Lent is the process of emptying our cups.
Lent is a time for trimming the soul and scraping the sludge off a life turned slipshod. Lent is about taking stock of time, even religious time. Lent is about exercising the control that enables us to say no to ourselves so that when life turns hard of its own accord, we have the spiritual stamina to say yes to its twists and turns with faith and with hope.
I also think that this PANDEMIC and so much time at home is pushing more reflection on us.
I think about junctions in my life when I made choices which made a huge difference. Also it is impossible to go back to those crossroads. They are in the irretrievable PAST.

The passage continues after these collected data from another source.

use async_trait::async_trait;
use std::collections::{HashMap, HashSet};
use std::sync::atomic::{AtomicUsize, Ordering};
use std::sync::Mutex;

use crate::lookup::{LookupError, PriceLookup, QuoteRequest};
use crate::vendor::{RawDuration, RawOffer, RawSegment, VendorResponse};

/// Scripted price provider: one direct round-trip offer per configured price,
/// dated on the requested days.
#[derive(Default)]
pub struct MockPriceLookup {
    prices: Mutex<HashMap<String, Vec<i32>>>,
    failing: Mutex<HashSet<String>>,
    calls: AtomicUsize,
}

impl MockPriceLookup {
    pub fn new() -> Self {
        Self::default()
    }

    pub fn set_prices(&self, destination: &str, prices: Vec<i32>) {
        self.prices
            .lock()
            .unwrap_or_else(|e| e.into_inner())
            .insert(destination.to_ascii_uppercase(), prices);
    }

    pub fn set_price(&self, destination: &str, price: i32) {
        self.set_prices(destination, vec![price]);
    }

    /// Every lookup for `destination` fails with a 503
    pub fn fail_destination(&self, destination: &str) {
        self.failing
            .lock()
            .unwrap_or_else(|e| e.into_inner())
            .insert(destination.to_ascii_uppercase());
    }

    pub fn calls(&self) -> usize {
        self.calls.load(Ordering::SeqCst)
    }

    fn offer(request: &QuoteRequest, index: usize, price: i32) -> RawOffer {
        let outbound = format!("{}T07:00:00.000Z", request.outbound);
        let mut route = vec![RawSegment {
            fly_from: request.origin.clone(),
            fly_to: request.destination.clone(),
            local_departure: outbound,
            local_arrival: String::new(),
            airline: "XX".to_string(),
            return_leg: 0,
        }];
        if let Some(back) = request.return_date {
            route.push(RawSegment {
                fly_from: request.destination.clone(),
                fly_to: request.origin.clone(),
                local_departure: format!("{}T18:00:00.000Z", back),
                local_arrival: String::new(),
                airline: "XX".to_string(),
                return_leg: 1,
            });
        }

        RawOffer {
            id: format!("{}-{}-{}-{}", request.origin, request.destination, request.outbound, index),
            fly_from: request.origin.clone(),
            fly_to: request.destination.clone(),
            city_from: String::new(),
            city_to: String::new(),
            price: price as f64,
            airlines: vec!["XX".to_string()],
            route,
            duration: RawDuration {
                departure: 3 * 3600,
                return_leg: 3 * 3600,
                total: 6 * 3600,
            },
            deep_link: None,
            booking_token: Some(format!("mock-token-{}", index)),
        }
    }
}

#[async_trait]
impl PriceLookup for MockPriceLookup {
    async fn lookup(&self, request: &QuoteRequest) -> Result<VendorResponse, LookupError> {
        self.calls.fetch_add(1, Ordering::SeqCst);

        let failing = self
            .failing
            .lock()
            .unwrap_or_else(|e| e.into_inner())
            .contains(&request.destination);
        if failing {
            return Err(LookupError::Status {
                status: 503,
                body: "simulated provider outage".to_string(),
            });
        }

        let prices = self
            .prices
            .lock()
            .unwrap_or_else(|e| e.into_inner())
            .get(&request.destination)
            .cloned()
            .unwrap_or_default();

        Ok(VendorResponse {
            data: prices
                .into_iter()
                .enumerate()
                .map(|(i, price)| Self::offer(request, i, price))
                .collect(),
            currency: Some("EUR".to_string()),
        })
    }
}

Each road chosen leads us to others.
It reminds me of that enigmatic poem by Robert Frost.
The Road Not Taken
BY ROBERT FROST
Two roads diverged in a yellow wood,
And sorry I could not travel both
And be one traveler, long I stood
And looked down one as far as I could
To where it bent in the undergrowth;
Then took the other, as just as fair,
And having perhaps the better claim,
Because it was grassy and wanted wear;
Though as for that the passing there
Had worn them really about the same,
And both that morning equally lay
In leaves no step had trodden black.
Oh, I kept the first for another day!
Yet knowing how way leads on to way,
I doubted if I should ever come back.
I shall be telling this with a sigh
Somewhere ages and ages hence:
Two roads diverged in a wood, and I—
I took the one less traveled by,
And that has made all the difference.